In the last month, as Ukraine has secured more weaponry from the West, including M777 howitzers and HIMARS rocket systems from the United States, it has used these new, more precise forms of artillery to systematically attack Russian ammunition depots, equipment sheds, and control centers. The have been a series of spectacular explosions. And yes, there is no doubt that in pressing these attacks against military targets there have been civilian deaths. But there is an enormous gulf between those actions and deliberately seeking to maximize the damage to civilians.
Russia’s tactics in Ukraine have been simple: Shell towns and cities into rubble using artillery until nothing remains, then advance over the rubble. Ukraine’s strikes against ammunition depots in particular seem to have made an impact on that strategy, and there are some signs that it is slowing Russia’s advance.
But in response, Russia hasn’t used its best weaponry to go after those howitzers and rocket systems. It has deployed them in a series of attacks against civilian centers, of which Vinnytsia is only the latest.
All war is hell. But what Russia is practicing isn’t war. It’s terrorism. What happened on Thursday in Vinnytsia wasn’t a military operation. It was the latest in a series of terrorist attacks.
At a bare minimum, Russia should be declared a state sponsor of terrorism. Legislators, including Democratic Rep. Ted Lieu, have been urging President Joe Biden to make this designation since May. Should Biden or Secretary of State Tony Blinken make such a designation, it would sharply expand restrictions on exports to Russia.

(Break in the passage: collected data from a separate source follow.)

//! Source spans.
//!
//! Byte offsets into the original source text. The parser that produces the
//! module IR owns the text; spans only travel along with import statements and
//! diagnostics so errors can point back at the specifier that failed.

use serde::{Deserialize, Serialize};

/// A half-open byte range `[start, end)` in a source file.
#[derive(Clone, Copy, Debug, Default, PartialEq, Eq, Hash, Serialize, Deserialize)]
pub struct Span {
    pub start: u32,
    pub end: u32,
}

impl Span {
    #[inline]
    pub const fn new(start: u32, end: u32) -> Self {
        Span { start, end }
    }

    /// An empty span at offset zero, used for synthesized nodes.
    #[inline]
    pub const fn dummy() -> Self {
        Span { start: 0, end: 0 }
    }

    #[inline]
    pub fn len(&self) -> u32 {
        self.end.saturating_sub(self.start)
    }

    #[inline]
    pub fn is_empty(&self) -> bool {
        self.end <= self.start
    }

    /// Smallest span covering both `self` and `other`.
    pub fn merge(&self, other: Span) -> Span {
        Span::new(self.start.min(other.start), self.end.max(other.end))
    }
}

Countries are rarely added to this list because the restrictions are so severe. They limit not just what the U.S. can send to a state sponsor of terror, but obligate the U.S. to call on other nations to limit what they provide. Right now, the list contains just four nations: Cuba, Syria, North Korea, and Iran. Russia richly deserves to join this list.
And that should be only the first step.
Russia’s government isn’t just the sponsor of terrorists, they are engaged in acts of terrorism. Acts that are unjustifiable for any purpose, military or economic, except as means of generating terror. More so than even the Taliban, the Russian government under Vladimir Putin is a destructive, terroristic force and is harmful to Ukraine and the world. What happened in Vinnytsia is only another step in a long trail that leads back through Ukraine, and Georgia, and Syria, and Chechnya. That trail is strewn with bodies—with baby carriages and babies—who Putin decided to slaughter to send a vile message of his disdain.
Halting Russia in Ukraine is a necessary focus for the United States and the world. So is seeking the downfall of Putin’s murderous, kleptocratic regime through every means possible.